Saved entries

★ ★ ★ ★ ★

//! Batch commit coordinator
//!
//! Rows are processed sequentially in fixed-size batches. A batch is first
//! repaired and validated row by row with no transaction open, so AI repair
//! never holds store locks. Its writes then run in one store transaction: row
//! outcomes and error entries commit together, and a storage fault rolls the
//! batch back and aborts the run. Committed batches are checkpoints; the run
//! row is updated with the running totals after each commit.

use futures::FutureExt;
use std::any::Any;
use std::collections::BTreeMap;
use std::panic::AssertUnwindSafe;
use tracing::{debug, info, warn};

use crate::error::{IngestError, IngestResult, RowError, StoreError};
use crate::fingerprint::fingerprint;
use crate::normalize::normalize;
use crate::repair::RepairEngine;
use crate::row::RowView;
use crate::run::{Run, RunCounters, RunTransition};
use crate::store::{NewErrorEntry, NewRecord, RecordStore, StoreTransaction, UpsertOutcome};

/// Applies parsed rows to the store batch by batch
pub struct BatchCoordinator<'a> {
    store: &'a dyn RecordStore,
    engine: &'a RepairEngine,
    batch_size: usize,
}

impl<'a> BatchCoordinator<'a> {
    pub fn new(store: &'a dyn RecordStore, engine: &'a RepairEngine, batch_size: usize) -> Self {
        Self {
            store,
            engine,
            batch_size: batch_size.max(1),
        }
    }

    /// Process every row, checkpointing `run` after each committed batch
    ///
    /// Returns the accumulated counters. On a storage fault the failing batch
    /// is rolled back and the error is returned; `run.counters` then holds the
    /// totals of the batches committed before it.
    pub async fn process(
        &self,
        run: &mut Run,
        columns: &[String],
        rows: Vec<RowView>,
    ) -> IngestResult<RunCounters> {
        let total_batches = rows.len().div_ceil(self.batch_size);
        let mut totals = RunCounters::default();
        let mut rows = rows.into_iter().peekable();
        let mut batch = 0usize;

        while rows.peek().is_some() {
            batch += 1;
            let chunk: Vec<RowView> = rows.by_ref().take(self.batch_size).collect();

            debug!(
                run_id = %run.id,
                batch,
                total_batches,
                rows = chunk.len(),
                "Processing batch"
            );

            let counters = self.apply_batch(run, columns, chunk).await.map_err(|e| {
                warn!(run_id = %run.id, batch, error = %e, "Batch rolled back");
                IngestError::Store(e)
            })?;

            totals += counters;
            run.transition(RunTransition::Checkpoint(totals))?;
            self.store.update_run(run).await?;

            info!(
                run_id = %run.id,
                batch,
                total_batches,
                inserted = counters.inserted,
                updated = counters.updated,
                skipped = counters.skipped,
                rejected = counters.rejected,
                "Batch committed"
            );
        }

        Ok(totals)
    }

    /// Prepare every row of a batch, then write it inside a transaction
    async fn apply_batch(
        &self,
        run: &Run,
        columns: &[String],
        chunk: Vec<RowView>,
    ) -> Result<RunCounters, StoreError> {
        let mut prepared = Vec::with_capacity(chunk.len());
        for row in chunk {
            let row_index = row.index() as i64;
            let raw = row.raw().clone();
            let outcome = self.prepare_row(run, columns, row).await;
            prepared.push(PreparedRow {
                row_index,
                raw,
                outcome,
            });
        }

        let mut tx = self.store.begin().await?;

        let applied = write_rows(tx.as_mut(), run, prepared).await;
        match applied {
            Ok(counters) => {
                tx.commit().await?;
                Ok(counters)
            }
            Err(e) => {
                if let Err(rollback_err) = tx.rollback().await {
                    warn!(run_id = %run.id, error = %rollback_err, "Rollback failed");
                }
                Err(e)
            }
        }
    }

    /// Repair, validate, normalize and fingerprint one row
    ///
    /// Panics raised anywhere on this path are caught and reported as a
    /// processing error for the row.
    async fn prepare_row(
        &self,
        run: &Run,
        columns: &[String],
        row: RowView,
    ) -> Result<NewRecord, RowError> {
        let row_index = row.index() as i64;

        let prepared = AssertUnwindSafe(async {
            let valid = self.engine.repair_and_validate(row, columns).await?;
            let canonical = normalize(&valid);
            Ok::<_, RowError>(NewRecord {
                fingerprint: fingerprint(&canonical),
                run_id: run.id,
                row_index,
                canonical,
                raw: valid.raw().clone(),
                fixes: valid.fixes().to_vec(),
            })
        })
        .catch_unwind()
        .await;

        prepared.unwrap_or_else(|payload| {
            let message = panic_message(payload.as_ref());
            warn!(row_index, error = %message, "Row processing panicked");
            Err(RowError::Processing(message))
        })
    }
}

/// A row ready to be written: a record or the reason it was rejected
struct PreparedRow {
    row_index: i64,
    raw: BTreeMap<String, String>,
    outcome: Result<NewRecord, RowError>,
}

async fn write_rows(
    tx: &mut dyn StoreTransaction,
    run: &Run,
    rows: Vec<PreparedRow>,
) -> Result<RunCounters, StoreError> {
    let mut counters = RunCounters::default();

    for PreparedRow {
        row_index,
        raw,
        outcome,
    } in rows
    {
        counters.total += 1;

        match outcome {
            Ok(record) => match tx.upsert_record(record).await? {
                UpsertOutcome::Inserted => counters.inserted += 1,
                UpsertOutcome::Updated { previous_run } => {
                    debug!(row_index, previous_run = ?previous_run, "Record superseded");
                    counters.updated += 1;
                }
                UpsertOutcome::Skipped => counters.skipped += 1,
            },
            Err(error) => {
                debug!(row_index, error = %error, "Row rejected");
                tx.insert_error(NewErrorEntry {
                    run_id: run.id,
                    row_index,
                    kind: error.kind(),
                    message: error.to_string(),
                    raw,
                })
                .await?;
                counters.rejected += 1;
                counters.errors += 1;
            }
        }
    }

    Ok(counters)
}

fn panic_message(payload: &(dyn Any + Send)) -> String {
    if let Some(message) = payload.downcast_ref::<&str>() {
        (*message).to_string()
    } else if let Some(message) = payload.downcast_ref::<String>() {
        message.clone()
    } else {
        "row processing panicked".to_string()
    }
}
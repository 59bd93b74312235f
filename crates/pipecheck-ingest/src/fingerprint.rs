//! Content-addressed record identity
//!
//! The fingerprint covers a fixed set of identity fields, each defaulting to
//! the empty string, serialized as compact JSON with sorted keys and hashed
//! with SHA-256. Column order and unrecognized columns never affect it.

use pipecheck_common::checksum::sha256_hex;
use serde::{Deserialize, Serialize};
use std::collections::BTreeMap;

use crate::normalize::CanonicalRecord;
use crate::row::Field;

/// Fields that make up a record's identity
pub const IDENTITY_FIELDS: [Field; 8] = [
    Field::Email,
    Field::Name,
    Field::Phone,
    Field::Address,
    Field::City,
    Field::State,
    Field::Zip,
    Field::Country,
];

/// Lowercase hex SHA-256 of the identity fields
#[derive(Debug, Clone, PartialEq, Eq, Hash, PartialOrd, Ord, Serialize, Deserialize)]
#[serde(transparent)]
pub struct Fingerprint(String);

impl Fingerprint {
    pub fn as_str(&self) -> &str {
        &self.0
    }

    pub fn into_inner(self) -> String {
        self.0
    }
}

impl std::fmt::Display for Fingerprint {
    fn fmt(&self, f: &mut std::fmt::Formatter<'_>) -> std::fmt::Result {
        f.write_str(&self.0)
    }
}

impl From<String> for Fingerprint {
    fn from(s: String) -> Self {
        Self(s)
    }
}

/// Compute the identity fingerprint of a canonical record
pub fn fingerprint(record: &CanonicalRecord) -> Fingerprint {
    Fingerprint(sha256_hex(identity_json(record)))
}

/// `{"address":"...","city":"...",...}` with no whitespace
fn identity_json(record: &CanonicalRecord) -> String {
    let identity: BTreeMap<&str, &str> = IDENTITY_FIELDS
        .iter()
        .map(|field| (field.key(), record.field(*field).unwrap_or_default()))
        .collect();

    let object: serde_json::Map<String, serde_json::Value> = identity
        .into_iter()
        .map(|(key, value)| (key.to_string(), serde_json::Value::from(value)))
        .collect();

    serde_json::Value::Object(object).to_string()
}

★ ★ ★ ★ ★

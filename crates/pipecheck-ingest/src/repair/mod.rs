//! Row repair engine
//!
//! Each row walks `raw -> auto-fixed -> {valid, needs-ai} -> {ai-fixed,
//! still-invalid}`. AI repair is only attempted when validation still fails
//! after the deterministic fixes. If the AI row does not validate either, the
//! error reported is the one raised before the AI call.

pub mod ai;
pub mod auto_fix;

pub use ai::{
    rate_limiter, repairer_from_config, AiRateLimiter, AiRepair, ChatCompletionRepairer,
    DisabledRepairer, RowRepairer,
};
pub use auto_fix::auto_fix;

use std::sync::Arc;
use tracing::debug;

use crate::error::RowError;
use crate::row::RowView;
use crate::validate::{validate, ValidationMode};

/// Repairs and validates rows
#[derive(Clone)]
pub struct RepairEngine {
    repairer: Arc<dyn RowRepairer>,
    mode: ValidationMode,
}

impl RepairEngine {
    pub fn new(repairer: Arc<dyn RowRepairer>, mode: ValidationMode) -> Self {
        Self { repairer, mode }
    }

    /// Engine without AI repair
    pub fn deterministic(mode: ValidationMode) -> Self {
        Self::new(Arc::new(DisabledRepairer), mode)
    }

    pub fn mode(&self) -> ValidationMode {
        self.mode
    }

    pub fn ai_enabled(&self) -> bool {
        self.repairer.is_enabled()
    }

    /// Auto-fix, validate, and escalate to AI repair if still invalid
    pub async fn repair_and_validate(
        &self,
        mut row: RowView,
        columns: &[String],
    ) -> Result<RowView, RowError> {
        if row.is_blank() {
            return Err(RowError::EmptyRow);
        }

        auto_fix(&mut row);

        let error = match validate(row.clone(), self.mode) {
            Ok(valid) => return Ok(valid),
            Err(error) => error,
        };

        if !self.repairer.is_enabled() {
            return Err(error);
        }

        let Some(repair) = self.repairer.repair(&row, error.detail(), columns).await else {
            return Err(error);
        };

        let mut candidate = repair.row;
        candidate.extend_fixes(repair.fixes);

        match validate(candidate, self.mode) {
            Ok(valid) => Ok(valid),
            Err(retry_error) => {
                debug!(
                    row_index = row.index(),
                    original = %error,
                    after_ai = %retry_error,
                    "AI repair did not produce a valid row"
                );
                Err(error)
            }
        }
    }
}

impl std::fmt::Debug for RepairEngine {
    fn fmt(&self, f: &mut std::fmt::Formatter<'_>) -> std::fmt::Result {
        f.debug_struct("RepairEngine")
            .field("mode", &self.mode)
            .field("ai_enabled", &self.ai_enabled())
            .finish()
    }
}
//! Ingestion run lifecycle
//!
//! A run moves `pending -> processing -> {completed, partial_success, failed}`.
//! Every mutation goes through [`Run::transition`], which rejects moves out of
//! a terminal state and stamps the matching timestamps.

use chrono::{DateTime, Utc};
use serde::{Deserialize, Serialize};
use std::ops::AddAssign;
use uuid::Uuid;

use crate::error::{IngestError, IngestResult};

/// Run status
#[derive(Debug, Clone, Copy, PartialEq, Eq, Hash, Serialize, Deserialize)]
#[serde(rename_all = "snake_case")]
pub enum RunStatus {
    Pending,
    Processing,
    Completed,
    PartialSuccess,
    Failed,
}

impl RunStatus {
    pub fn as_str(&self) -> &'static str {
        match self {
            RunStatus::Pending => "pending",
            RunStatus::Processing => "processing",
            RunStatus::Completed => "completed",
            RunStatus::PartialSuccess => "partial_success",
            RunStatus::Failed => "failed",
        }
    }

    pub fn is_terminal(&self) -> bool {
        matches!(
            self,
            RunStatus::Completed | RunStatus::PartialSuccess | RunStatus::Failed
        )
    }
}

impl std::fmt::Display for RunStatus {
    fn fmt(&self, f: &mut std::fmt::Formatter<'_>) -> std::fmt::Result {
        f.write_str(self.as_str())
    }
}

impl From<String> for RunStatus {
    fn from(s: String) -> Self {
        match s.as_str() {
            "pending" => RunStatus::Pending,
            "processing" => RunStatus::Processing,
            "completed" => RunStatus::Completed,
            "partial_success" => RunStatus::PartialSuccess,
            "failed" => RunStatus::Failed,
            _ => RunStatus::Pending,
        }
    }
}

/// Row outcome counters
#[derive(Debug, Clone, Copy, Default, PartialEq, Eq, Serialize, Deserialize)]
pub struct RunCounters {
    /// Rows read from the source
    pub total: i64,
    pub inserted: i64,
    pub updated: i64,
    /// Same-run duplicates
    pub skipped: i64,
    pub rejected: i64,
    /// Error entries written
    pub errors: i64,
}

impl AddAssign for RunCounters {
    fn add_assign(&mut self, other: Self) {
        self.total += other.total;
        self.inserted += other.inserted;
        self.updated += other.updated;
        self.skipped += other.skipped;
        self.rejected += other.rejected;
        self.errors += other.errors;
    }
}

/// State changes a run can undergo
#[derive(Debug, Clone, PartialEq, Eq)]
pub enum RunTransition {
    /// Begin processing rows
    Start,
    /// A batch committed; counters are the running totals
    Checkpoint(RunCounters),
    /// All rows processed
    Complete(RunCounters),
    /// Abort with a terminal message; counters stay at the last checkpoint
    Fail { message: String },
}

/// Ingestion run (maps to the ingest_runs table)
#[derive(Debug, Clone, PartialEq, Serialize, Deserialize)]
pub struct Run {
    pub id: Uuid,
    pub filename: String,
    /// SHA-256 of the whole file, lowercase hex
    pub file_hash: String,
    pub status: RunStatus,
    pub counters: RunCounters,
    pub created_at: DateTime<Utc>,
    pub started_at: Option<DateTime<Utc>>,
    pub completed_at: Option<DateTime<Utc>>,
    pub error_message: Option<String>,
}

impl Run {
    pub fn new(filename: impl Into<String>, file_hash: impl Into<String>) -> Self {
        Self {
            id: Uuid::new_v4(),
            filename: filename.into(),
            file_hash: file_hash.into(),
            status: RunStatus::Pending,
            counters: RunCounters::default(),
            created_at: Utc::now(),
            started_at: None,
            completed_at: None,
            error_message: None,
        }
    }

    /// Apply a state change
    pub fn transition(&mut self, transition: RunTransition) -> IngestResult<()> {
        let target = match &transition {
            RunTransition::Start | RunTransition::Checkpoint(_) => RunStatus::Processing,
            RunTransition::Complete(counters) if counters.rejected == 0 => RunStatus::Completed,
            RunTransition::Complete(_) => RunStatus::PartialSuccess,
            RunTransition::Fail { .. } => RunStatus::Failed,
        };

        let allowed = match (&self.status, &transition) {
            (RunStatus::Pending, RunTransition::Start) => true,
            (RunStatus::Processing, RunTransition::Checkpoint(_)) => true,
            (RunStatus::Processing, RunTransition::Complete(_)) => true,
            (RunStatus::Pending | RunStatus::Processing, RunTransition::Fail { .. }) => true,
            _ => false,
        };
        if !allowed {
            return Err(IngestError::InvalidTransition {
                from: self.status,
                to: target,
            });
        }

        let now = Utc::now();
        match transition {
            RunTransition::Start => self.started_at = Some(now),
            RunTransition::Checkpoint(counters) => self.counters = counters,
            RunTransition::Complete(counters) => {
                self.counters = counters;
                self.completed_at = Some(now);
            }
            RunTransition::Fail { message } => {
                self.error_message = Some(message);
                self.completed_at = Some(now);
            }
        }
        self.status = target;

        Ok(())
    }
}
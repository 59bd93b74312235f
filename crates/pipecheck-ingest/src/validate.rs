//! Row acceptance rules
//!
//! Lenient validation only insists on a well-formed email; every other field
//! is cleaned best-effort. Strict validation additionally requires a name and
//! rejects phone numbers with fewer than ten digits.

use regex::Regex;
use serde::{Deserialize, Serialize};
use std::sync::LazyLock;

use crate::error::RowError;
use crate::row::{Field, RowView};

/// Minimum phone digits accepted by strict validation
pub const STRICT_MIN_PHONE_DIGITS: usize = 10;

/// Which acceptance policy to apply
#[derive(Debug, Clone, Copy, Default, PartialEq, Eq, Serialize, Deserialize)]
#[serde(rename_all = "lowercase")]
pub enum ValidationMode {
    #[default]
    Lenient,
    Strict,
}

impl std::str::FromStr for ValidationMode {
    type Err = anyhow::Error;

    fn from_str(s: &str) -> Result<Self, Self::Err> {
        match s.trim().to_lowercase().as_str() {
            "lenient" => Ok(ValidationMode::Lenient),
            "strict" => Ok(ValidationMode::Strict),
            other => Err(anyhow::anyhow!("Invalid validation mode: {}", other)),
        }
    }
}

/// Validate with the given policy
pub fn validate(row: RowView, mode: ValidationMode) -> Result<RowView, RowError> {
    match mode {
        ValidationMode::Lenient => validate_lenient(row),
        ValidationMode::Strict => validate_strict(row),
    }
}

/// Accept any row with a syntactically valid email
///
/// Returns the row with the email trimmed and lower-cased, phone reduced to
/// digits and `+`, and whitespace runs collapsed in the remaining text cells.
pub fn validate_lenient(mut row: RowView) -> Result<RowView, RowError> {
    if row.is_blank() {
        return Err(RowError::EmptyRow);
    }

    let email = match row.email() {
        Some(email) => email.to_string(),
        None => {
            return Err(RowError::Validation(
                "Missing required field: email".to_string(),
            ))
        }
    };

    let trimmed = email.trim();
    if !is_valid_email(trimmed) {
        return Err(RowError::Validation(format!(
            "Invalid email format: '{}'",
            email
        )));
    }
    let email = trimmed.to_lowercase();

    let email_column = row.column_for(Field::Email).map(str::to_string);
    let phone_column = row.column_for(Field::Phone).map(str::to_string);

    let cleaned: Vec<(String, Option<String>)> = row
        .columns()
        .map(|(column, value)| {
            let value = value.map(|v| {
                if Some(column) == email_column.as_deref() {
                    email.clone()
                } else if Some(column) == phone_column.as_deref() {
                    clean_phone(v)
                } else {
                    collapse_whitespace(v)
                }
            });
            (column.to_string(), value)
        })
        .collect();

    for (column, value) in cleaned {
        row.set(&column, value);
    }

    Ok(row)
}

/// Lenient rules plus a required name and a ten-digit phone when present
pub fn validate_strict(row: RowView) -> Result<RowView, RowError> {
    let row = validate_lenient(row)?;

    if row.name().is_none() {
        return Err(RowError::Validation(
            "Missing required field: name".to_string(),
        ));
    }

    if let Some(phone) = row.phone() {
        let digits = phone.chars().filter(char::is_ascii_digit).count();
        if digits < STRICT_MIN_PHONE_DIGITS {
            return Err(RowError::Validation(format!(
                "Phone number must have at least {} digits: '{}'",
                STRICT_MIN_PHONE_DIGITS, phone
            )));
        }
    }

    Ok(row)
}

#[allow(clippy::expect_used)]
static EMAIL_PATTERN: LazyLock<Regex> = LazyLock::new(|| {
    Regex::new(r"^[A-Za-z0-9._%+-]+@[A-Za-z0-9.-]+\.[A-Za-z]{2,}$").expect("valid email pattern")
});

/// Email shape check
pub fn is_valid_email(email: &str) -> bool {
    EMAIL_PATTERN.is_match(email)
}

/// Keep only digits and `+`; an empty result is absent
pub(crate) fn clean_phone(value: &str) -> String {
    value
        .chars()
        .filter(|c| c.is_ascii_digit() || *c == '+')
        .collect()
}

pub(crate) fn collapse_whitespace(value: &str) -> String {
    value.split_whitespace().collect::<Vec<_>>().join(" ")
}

★ ★ ★ ★ ★

> _TASK DIRECTIONS_: Your answer should be the exact lines above from the one with "Batch commit coordinator" through the one with "fault rolls the", both included, and nothing besides.

> _RESPONSE BOX_:
//! Batch commit coordinator
//!
//! Rows are processed sequentially in fixed-size batches. A batch is first
//! repaired and validated row by row with no transaction open, so AI repair
//! never holds store locks. Its writes then run in one store transaction: row
//! outcomes and error entries commit together, and a storage fault rolls the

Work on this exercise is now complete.